Enterprise IT To Spend More On Wireless Activity
Research firm expects IT wireless expenditures to reach $115 billion in 2009 -- eight percent of total IT spending.
April 19, 2004
Enterprise IT managers will increasingly draw upon a new, complex set of wireless solutions, according to a report from Strategy Analytics. The market-research firm expects IT wireless expenditures to reach $115 billion in 2009--eight percent of total IT spending.
The field will be a challenging one, too, said the firm's director of Wireless Enterprise Strategies, Cliff Raskind. "This is a huge headache for IT managers right now," said Raskind in an interview. "IT is feeling the squeeze. On the one hand, it's facing massive complexity and a lot of cost. But on the other hand, individual employees are coming up with their own solutions-like [using] instant messaging" as well as additional individual solutions, such as mobile e-mail.
Raskind said the survey found that large IT organizations will develop their own in-house wireless solutions, while small to medium-size businesses--typically 250 employees ore less--will increasingly rely on wireless and mobile-phone operators for their wireless solutions.
"In the developed markets of North America, Western Europe, and Asia-Pacific," Raskind said, "there exists a vast yet amorphous ecosystem of vendors with a seemingly endless profusion of ways to usher wireless data into the enterprise.

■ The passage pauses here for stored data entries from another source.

//! Schedule statistics.
//!
//! Computes per-job and aggregate timing metrics from completed job
//! records and the execution timeline.
//!
//! # Metrics
//!
//! | Metric | Definition |
//! |--------|-----------|
//! | Turnaround | completion − arrival |
//! | Wait | turnaround − CPU time consumed |
//! | Response | first dispatch − arrival |
//! | Makespan | Latest completion time |
//! | Utilization | busy time / (makespan − first arrival) |
//! | Throughput | jobs / (makespan − first arrival) |
//!
//! Averages use floating-point division over all jobs.
//!
//! # Reference
//! Silberschatz et al. (2018), "Operating System Concepts", Ch. 5.2:
//! Scheduling Criteria

use serde::{Deserialize, Serialize};

use crate::error::{SimError, SimResult};
use crate::models::{Job, Timeline};

/// Timing results for one completed job.
#[derive(Debug, Clone, PartialEq, Eq, Serialize, Deserialize)]
pub struct JobStats {
    pub id: usize,
    pub input_position: usize,
    pub arrival_time: i64,
    pub run_time: i64,
    pub completion_time: i64,
    pub turnaround_time: i64,
    pub wait_time: i64,
    /// Time from arrival to first dispatch. `None` if the timeline has no
    /// slice for this job.
    pub response_time: Option<i64>,
}

/// Aggregate statistics for one simulation run.
#[derive(Debug, Clone, PartialEq, Serialize, Deserialize)]
pub struct ScheduleStats {
    /// Per-job results, in canonical job order.
    pub jobs: Vec<JobStats>,
    /// Mean turnaround time.
    pub avg_turnaround: f64,
    /// Mean wait time.
    pub avg_wait: f64,
    /// Mean response time over jobs with a known first dispatch.
    pub avg_response: f64,
    /// Latest completion time.
    pub makespan: i64,
    /// Total CPU time spent executing jobs.
    pub busy_time: i64,
    /// Idle time between the first arrival and the makespan.
    pub idle_time: i64,
    /// Fraction of the active span the CPU was busy (0.0..1.0).
    pub utilization: f64,
    /// Completed jobs per time unit over the active span.
    pub throughput: f64,
    /// Dispatches that switched to a different job.
    pub context_switches: usize,
}

impl ScheduleStats {
    /// Computes statistics from completed jobs and their timeline.
    ///
    /// # Errors
    /// - [`SimError::EmptyInput`] if `jobs` is empty.
    /// - [`SimError::JobNotCompleted`] if any job is still running.
    pub fn calculate(jobs: &[Job], timeline: &Timeline) -> SimResult<Self> {
        if jobs.is_empty() {
            return Err(SimError::EmptyInput);
        }

        let mut per_job = Vec::with_capacity(jobs.len());
        let mut total_turnaround: i64 = 0;
        let mut total_wait: i64 = 0;
        let mut total_response: i64 = 0;
        let mut responded: usize = 0;
        let mut busy: i64 = 0;
        let first_starts = timeline.first_starts();

        for job in jobs {
            let (Some(completion), Some(turnaround), Some(wait)) =
                (job.completion_time(), job.turnaround_time(), job.wait_time())
            else {
                return Err(SimError::JobNotCompleted(job.id()));
            };

            let response = first_starts
                .get(&job.id())
                .map(|start| start - job.arrival_time());
            if let Some(r) = response {
                total_response += r;
                responded += 1;
            }

            total_turnaround += turnaround;
            total_wait += wait;
            busy += job.cpu_time_consumed();

            per_job.push(JobStats {
                id: job.id(),
                input_position: job.input_position(),
                arrival_time: job.arrival_time(),
                run_time: job.total_run_time(),
                completion_time: completion,
                turnaround_time: turnaround,
                wait_time: wait,
                response_time: response,
            });
        }

        let n = jobs.len() as f64;
        let makespan = per_job.iter().map(|j| j.completion_time).max().unwrap_or(0);
        let first_arrival = per_job.iter().map(|j| j.arrival_time).min().unwrap_or(0);
        let span = makespan - first_arrival;

        // span > 0 whenever a job completed with positive run time
        let (utilization, throughput) = if span > 0 {
            (busy as f64 / span as f64, n / span as f64)
        } else {
            (0.0, 0.0)
        };

        let avg_response = if responded == 0 {
            0.0
        } else {
            total_response as f64 / responded as f64
        };

        Ok(Self {
            jobs: per_job,
            avg_turnaround: total_turnaround as f64 / n,
            avg_wait: total_wait as f64 / n,
            avg_response,
            makespan,
            busy_time: busy,
            idle_time: (span - busy).max(0),
            utilization,
            throughput,
            context_switches: timeline.context_switches(),
        })
    }

    /// `(avg_turnaround, avg_wait)`.
    pub fn averages(&self) -> (f64, f64) {
        (self.avg_turnaround, self.avg_wait)
    }

    /// Per-job `(id, turnaround_time, wait_time)` in canonical order.
    pub fn outcomes(&self) -> impl Iterator<Item = (usize, i64, i64)> + '_ {
        self.jobs
            .iter()
            .map(|j| (j.id, j.turnaround_time, j.wait_time))
    }

    /// Total turnaround across all jobs.
    pub fn total_turnaround(&self) -> i64 {
        self.jobs.iter().map(|j| j.turnaround_time).sum()
    }

    /// Total wait across all jobs.
    pub fn total_wait(&self) -> i64 {
        self.jobs.iter().map(|j| j.wait_time).sum()
    }
}

#[cfg(test)]
mod tests {
    use super::*;
    use crate::models::TimeLedger;

    fn completed(id: usize, arrival: i64, run: i64, ledger: &mut TimeLedger) -> Job {
        let mut job = Job::new(id, id, arrival, run).unwrap();
        ledger.advance_to(arrival);
        job.execute(run, ledger);
        job
    }

    #[test]
    fn test_stats_basic() {
        let mut ledger = TimeLedger::new();
        let jobs = vec![
            completed(0, 0, 5, &mut ledger),
            completed(1, 1, 3, &mut ledger),
        ];
        let stats = ScheduleStats::calculate(&jobs, ledger.timeline()).unwrap();

        let outcomes: Vec<_> = stats.outcomes().collect();
        assert_eq!(outcomes, vec![(0, 5, 0), (1, 7, 4)]);
        assert!((stats.avg_turnaround - 6.0).abs() < 1e-10);
        assert!((stats.avg_wait - 2.0).abs() < 1e-10);
        assert_eq!(stats.makespan, 8);
        assert_eq!(stats.busy_time, 8);
        assert_eq!(stats.idle_time, 0);
        assert!((stats.utilization - 1.0).abs() < 1e-10);
        assert_eq!(stats.context_switches, 1);
    }

    #[test]
    fn test_stats_non_integer_average() {
        let mut ledger = TimeLedger::new();
        let jobs = vec![
            completed(0, 0, 1, &mut ledger),
            completed(1, 0, 2, &mut ledger),
        ];
        let stats = ScheduleStats::calculate(&jobs, ledger.timeline()).unwrap();
        // turnarounds 1 and 3 → 2.0; waits 0 and 1 → 0.5
        assert!((stats.avg_turnaround - 2.0).abs() < 1e-10);
        assert!((stats.avg_wait - 0.5).abs() < 1e-10);
        assert_eq!(stats.averages(), (stats.avg_turnaround, stats.avg_wait));
    }

    #[test]
    fn test_stats_idle_and_utilization() {
        let mut ledger = TimeLedger::new();
        let jobs = vec![
            completed(0, 2, 2, &mut ledger),
            completed(1, 8, 2, &mut ledger),
        ];
        let stats = ScheduleStats::calculate(&jobs, ledger.timeline()).unwrap();
        // span 2..10 = 8, busy 4
        assert_eq!(stats.makespan, 10);
        assert_eq!(stats.idle_time, 4);
        assert!((stats.utilization - 0.5).abs() < 1e-10);
        assert!((stats.throughput - 0.25).abs() < 1e-10);
    }

    #[test]
    fn test_stats_response_time() {
        let mut ledger = TimeLedger::new();
        let mut a = Job::new(0, 0, 0, 4).unwrap();
        let mut b = Job::new(1, 1, 1, 1).unwrap();
        a.execute(1, &mut ledger);
        a.execute(1, &mut ledger);
        b.execute(1, &mut ledger);
        a.execute(2, &mut ledger);

        let stats = ScheduleStats::calculate(&[a, b], ledger.timeline()).unwrap();
        assert_eq!(stats.jobs[0].response_time, Some(0));
        assert_eq!(stats.jobs[1].response_time, Some(1));
        assert!((stats.avg_response - 0.5).abs() < 1e-10);
    }

    #[test]
    fn test_stats_empty() {
        assert_eq!(
            ScheduleStats::calculate(&[], &Timeline::new()),
            Err(SimError::EmptyInput)
        );
    }

    #[test]
    fn test_stats_incomplete_job() {
        let job = Job::new(3, 0, 0, 5).unwrap();
        assert_eq!(
            ScheduleStats::calculate(&[job], &Timeline::new()),
            Err(SimError::JobNotCompleted(3))
        );
    }

    #[test]
    fn test_totals_match_averages() {
        let mut ledger = TimeLedger::new();
        let jobs = vec![
            completed(0, 0, 3, &mut ledger),
            completed(1, 1, 4, &mut ledger),
            completed(2, 1, 2, &mut ledger),
        ];
        let stats = ScheduleStats::calculate(&jobs, ledger.timeline()).unwrap();
        assert!((stats.total_turnaround() as f64 / 3.0 - stats.avg_turnaround).abs() < 1e-10);
        assert!((stats.total_wait() as f64 / 3.0 - stats.avg_wait).abs() < 1e-10);
    }
}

All are jockeying for position." Raskind said one unifying event is likely to come from Microsoft, when it releases the next version of its Exchange Server. The next release, and subsequent releases, will help ease the handling of wireless technologies.

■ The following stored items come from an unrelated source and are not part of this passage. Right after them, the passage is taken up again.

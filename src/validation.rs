//! Input validation for simulation runs.
//!
//! Checks the job list and Round Robin quantum before any job record is
//! built. Detects:
//! - Empty job lists
//! - Non-positive run times (the job could never complete)
//! - Negative arrival times
//! - Non-positive quanta

use crate::error::SimError;
use crate::models::JobSpec;

/// Validation result.
pub type ValidationResult = Result<(), Vec<ValidationError>>;

/// A validation error.
#[derive(Debug, Clone, PartialEq)]
pub struct ValidationError {
    /// Error category.
    pub kind: ValidationErrorKind,
    /// Input position of the offending job, if any.
    pub position: Option<usize>,
    /// Human-readable description.
    pub message: String,
}

/// Categories of validation errors.
#[derive(Debug, Clone, PartialEq, Eq)]
pub enum ValidationErrorKind {
    /// No jobs supplied.
    EmptyInput,
    /// A job's run time is zero or negative.
    NonPositiveRunTime,
    /// A job arrives before t=0.
    NegativeArrivalTime,
    /// Round Robin quantum is zero or negative (carries the value).
    NonPositiveQuantum(i64),
}

impl ValidationError {
    fn new(kind: ValidationErrorKind, position: Option<usize>, message: impl Into<String>) -> Self {
        Self {
            kind,
            position,
            message: message.into(),
        }
    }
}

impl From<ValidationError> for SimError {
    fn from(err: ValidationError) -> Self {
        match err.kind {
            ValidationErrorKind::EmptyInput => SimError::EmptyInput,
            ValidationErrorKind::NonPositiveRunTime | ValidationErrorKind::NegativeArrivalTime => {
                SimError::invalid_job(err.position.unwrap_or_default(), err.message)
            }
            ValidationErrorKind::NonPositiveQuantum(quantum) => SimError::InvalidQuantum(quantum),
        }
    }
}

/// Validates a job list.
///
/// Checks:
/// 1. At least one job
/// 2. Every `run_time > 0`
/// 3. Every `arrival_time >= 0`
///
/// # Returns
/// `Ok(())` if all checks pass, `Err(errors)` with all detected issues.
pub fn validate_jobs(jobs: &[JobSpec]) -> ValidationResult {
    if jobs.is_empty() {
        return Err(vec![ValidationError::new(
            ValidationErrorKind::EmptyInput,
            None,
            "No jobs supplied",
        )]);
    }

    let mut errors = Vec::new();
    for (position, job) in jobs.iter().enumerate() {
        if job.run_time <= 0 {
            errors.push(ValidationError::new(
                ValidationErrorKind::NonPositiveRunTime,
                Some(position),
                format!("run_time must be > 0, got {}", job.run_time),
            ));
        }
        if job.arrival_time < 0 {
            errors.push(ValidationError::new(
                ValidationErrorKind::NegativeArrivalTime,
                Some(position),
                format!("arrival_time must be >= 0, got {}", job.arrival_time),
            ));
        }
    }

    if errors.is_empty() {
        Ok(())
    } else {
        Err(errors)
    }
}

/// Validates a Round Robin quantum.
pub fn validate_quantum(quantum: i64) -> Result<(), ValidationError> {
    if quantum <= 0 {
        return Err(ValidationError::new(
            ValidationErrorKind::NonPositiveQuantum(quantum),
            None,
            format!("quantum must be > 0, got {quantum}"),
        ));
    }
    Ok(())
}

The report lists the vertical industries in which it expects the most growth. As expected, the so-called FIRE businesses--finance, insurance, and real estate--will continue their historical position as early adopters of new wireless. "Mobile e-mail, by itself, could be the application that sends wireless IT over the top," said Raskind. "Mobile sales force automation, for instance, is real critical now."The sector deemed to take second place is the government and public safety area, driven by fire and police operations. Other business segments ripe for substantial growth in the use of wireless services include professional services (lawyers, doctors, etc.), healthcare, and pharmaceuticals.
Strategy Analytics predicted that traditional software and services in the IT-wireless category will change dramatically, with a heavy emphasis to be placed on core business-software applications." Observing that there will be a big empty space of functionality between IT wireless services offered by the mobile-service providers for big enterprises and the business offerings for smaller businesses, Raskind said the space represents a business opportunity to companies that can fill it.
"Mobile operators can effectively provide voice services and basic groupware messaging to companies of all sizes and specialties," he said. "But mobile operators can only go so high up the complexity scale towards custom solutions." Large IT specialist firms will focus on the high end, he added.